### [Problem requirements]
What is the number of lines below that contain the string "overflow"? Give it and nothing else.
——
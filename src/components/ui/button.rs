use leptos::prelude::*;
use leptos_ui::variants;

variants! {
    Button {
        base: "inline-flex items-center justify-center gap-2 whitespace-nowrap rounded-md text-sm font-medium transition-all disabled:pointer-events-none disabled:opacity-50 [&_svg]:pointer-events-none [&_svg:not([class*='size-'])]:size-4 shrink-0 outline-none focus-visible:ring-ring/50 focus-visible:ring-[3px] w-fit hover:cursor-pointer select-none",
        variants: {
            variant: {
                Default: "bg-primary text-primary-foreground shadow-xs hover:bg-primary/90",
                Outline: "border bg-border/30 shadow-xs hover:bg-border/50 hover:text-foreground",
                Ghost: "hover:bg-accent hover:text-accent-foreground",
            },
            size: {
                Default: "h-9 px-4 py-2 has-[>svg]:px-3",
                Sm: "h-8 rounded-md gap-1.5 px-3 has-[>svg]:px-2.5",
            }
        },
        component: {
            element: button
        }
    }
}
——
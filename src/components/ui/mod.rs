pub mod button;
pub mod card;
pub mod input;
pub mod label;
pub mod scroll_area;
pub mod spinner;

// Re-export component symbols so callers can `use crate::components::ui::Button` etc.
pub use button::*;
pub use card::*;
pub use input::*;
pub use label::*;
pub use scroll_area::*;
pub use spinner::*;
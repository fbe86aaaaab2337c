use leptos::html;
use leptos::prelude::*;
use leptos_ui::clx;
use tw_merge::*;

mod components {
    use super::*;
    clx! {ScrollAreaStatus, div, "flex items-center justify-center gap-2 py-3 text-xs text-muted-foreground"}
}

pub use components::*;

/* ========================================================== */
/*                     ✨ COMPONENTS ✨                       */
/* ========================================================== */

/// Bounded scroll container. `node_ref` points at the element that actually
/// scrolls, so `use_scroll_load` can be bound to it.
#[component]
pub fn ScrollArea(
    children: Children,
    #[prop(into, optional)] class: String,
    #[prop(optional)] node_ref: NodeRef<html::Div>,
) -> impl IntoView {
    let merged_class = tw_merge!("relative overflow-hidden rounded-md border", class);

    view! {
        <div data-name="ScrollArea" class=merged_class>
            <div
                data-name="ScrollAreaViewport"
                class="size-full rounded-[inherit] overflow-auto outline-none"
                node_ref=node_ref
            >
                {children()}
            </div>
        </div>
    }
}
——
### [Written answer]
2